MOSCOW, June 15 (Sputnik) – The UK government on Friday announced changes to the immigration rules which stipulate a new form of leave for children in need, address the issue of Afghan military interpreters wishing to settle in the country and tackle demands of the healthcare sector and creative industries for new professionals and talents, the government’s press service said in a press release.
“Today’s changes show that we are able to adapt to meet the demands of our frontline services and ensure we are able to attract people who can bring real benefits to our creative industries. At the same time we are confirming our commitment to those children in need with our ongoing support while demonstrating our recognition for people who have risked their lives by serving with our armed forces,” Minister of State for Immigration Caroline Nokes said, as quoted in the press release.
A new form of leave for children, which will be outlined in the Immigration Act 2016, is expected to enable those minors “who do not qualify for refugee or humanitarian protection leave” to still be able to remain in the country in the long term.
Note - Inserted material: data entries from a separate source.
// src/core/html.rs
//! Small helpers over `scraper` element trees.
use scraper::{ElementRef, Node, Selector};

use super::sanitize::normalize_ws;

/// Parse a selector known at compile time.
/// Only for literals; a bad literal is a programming error.
pub fn selector(css: &'static str) -> Selector {
    Selector::parse(css).unwrap_or_else(|e| panic!("invalid selector {css:?}: {e:?}"))
}

/// Direct element children (text and comment nodes skipped).
pub fn child_elements<'a>(el: ElementRef<'a>) -> impl Iterator<Item = ElementRef<'a>> {
    el.children().filter_map(ElementRef::wrap)
}

/// First direct child with the given tag name.
pub fn first_child_named<'a>(el: ElementRef<'a>, name: &str) -> Option<ElementRef<'a>> {
    child_elements(el).find(|c| c.value().name().eq_ignore_ascii_case(name))
}

/// Descendant text concatenated as rendered inline, whitespace collapsed.
/// `<a>Iron</a> Ingot` gives `Iron Ingot`, `A<b>B</b>,` gives `AB,`.
pub fn inline_text(el: ElementRef<'_>) -> String {
    normalize_ws(&el.text().collect::<String>())
}

/// Cell text: inline runs stay joined, but `<br>` and block children
/// (`li`, `p`, `div`, ...) separate words.
/// `Java<br>Bedrock` gives `Java Bedrock`, `<li>A</li><li>B</li>` gives `A B`.
pub fn block_text(el: ElementRef<'_>) -> String {
    let mut out = s!();
    push_block_text(el, &mut out);
    normalize_ws(&out)
}

fn push_block_text(el: ElementRef<'_>, out: &mut String) {
    for child in el.children() {
        match child.value() {
            Node::Text(text) => out.push_str(text),
            Node::Element(e) => {
                let name = e.name();
                if name == "br" {
                    out.push(' ');
                    continue;
                }
                if matches!(name, "script" | "style") {
                    continue;
                }
                let Some(child_el) = ElementRef::wrap(child) else { continue };
                let block = is_block(name);
                if block { out.push(' '); }
                push_block_text(child_el, out);
                if block { out.push(' '); }
            }
            _ => {}
        }
    }
}

fn is_block(name: &str) -> bool {
    matches!(
        name,
        "p" | "div" | "ul" | "ol" | "li" | "dl" | "dt" | "dd" | "table" | "tr" | "td" | "th"
            | "h1" | "h2" | "h3" | "h4" | "h5" | "h6" | "blockquote" | "pre" | "hr"
    )
}

/// Every descendant text node joined with a space, skipping what lives inside
/// `<script>`/`<style>`. Keeps words from adjacent blocks apart.
pub fn visible_text(el: ElementRef<'_>) -> String {
    let mut pieces: Vec<&str> = Vec::new();
    for node in el.descendants() {
        let Node::Text(text) = node.value() else { continue };
        let hidden = node
            .parent()
            .and_then(ElementRef::wrap)
            .is_some_and(|p| matches!(p.value().name(), "script" | "style"));
        if !hidden {
            pieces.push(text);
        }
    }
    normalize_ws(&pieces.join(" "))
}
This category will be able to study, work, access public funds and healthcare and apply for settlement after five years, without paying a fee, according to the press release.
Under the changes, Afghan interpreters and their family members who have relocated to the country will also be eligible to apply for settlement after five-year residence. The government also intends to expand the list of Afghan interpreters eligible to relocate to the country.
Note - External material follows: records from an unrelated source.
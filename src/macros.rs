// src/macros.rs
#[macro_export]
macro_rules! s {
    // String shorthand!
    () => {
        ::std::string::String::new()
    };
    ($expr:expr) => {
        ::std::string::String::from($expr)
    };
}

#[macro_export]
macro_rules! join {
    // Concatenate any number of &str pieces into one String.
    ($first:expr $(, $rest:expr)+ $(,)?) => {{
        let mut s = ::std::string::String::from($first);
        $(
            s.push_str($rest);
        )+
        s
    }};
}
// src/extract/words.rs
use std::collections::BTreeMap;
use std::sync::LazyLock;

use regex::Regex;

use super::content::ContentRegion;
use crate::core::html::visible_text;
use crate::error::ExtractError;

// Unicode word-character runs; filtered to all-alphabetic below.
static WORD_RE: LazyLock<Regex> = LazyLock::new(|| Regex::new(r"\w+").expect("static regex"));

/// Occurrences of each normalized word in one article.
#[derive(Clone, Debug, Default, PartialEq, Eq)]
pub struct WordCount(BTreeMap<String, u64>);

impl WordCount {
    pub fn new() -> Self {
        Self::default()
    }

    pub fn get(&self, word: &str) -> u64 {
        self.0.get(word).copied().unwrap_or(0)
    }

    pub fn add(&mut self, word: &str, n: u64) {
        let count = self.0.entry(s!(word)).or_insert(0);
        *count = count.saturating_add(n);
    }

    /// Distinct words.
    pub fn len(&self) -> usize {
        self.0.len()
    }

    pub fn is_empty(&self) -> bool {
        self.0.is_empty()
    }

    /// Sum of all occurrences.
    pub fn total(&self) -> u64 {
        self.0.values().sum()
    }

    pub fn iter(&self) -> impl Iterator<Item = (&str, u64)> {
        self.0.iter().map(|(w, n)| (w.as_str(), *n))
    }

    pub fn as_map(&self) -> &BTreeMap<String, u64> {
        &self.0
    }

    /// Top `n` words by count; ties in word order.
    pub fn top(&self, n: usize) -> Vec<(&str, u64)> {
        top_counts(self.iter(), n)
    }
}

/// Top `n` of any word -> count listing: count desc, then word asc.
/// Shared by article output and the store-side analysis.
pub fn top_counts<'a, I>(counts: I, n: usize) -> Vec<(&'a str, u64)>
where
    I: IntoIterator<Item = (&'a str, u64)>,
{
    let mut all: Vec<(&str, u64)> = counts.into_iter().collect();
    all.sort_by(|a, b| b.1.cmp(&a.1).then_with(|| a.0.cmp(b.0)));
    all.truncate(n);
    all
}

impl<S: Into<String>> FromIterator<(S, u64)> for WordCount {
    fn from_iter<I: IntoIterator<Item = (S, u64)>>(iter: I) -> Self {
        let mut wc = WordCount::new();
        for (w, n) in iter {
            let count = wc.0.entry(w.into()).or_insert(0);
            *count = count.saturating_add(n);
        }
        wc
    }
}

/// Word frequencies of the region's text. Missing content is an error here,
/// unlike the summary path: the store can't merge "nothing".
pub fn count_words(region: Option<&ContentRegion<'_>>) -> Result<WordCount, ExtractError> {
    let region = region.ok_or(ExtractError::ContentMissing)?;
    let text = visible_text(region.element()).to_lowercase();
    Ok(count_tokens(&text))
}

/// Tokenize already-lowercased text. Numbers and mixed tokens (`1.20`, `x64`)
/// are dropped.
pub fn count_tokens(text: &str) -> WordCount {
    let mut wc = WordCount::new();
    for m in WORD_RE.find_iter(text) {
        let token = m.as_str();
        if token.chars().all(char::is_alphabetic) {
            wc.add(token, 1);
        }
    }
    wc
}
The changes remove doctors and nurses from the Tier 2 visa cap, open up the exceptional talent visa for leading fashion designers and a wider pool of TV and film talents.
The new measures will also expand the list of countries, including China, whose students will be able to benefit from a streamlined application process.
The immigration issue has recently dominated the UK political debate amid the need to work out a new post-Brexit migration policy and a number of scandals related to the so-called hostile environment approach allegedly promoted by the UK government.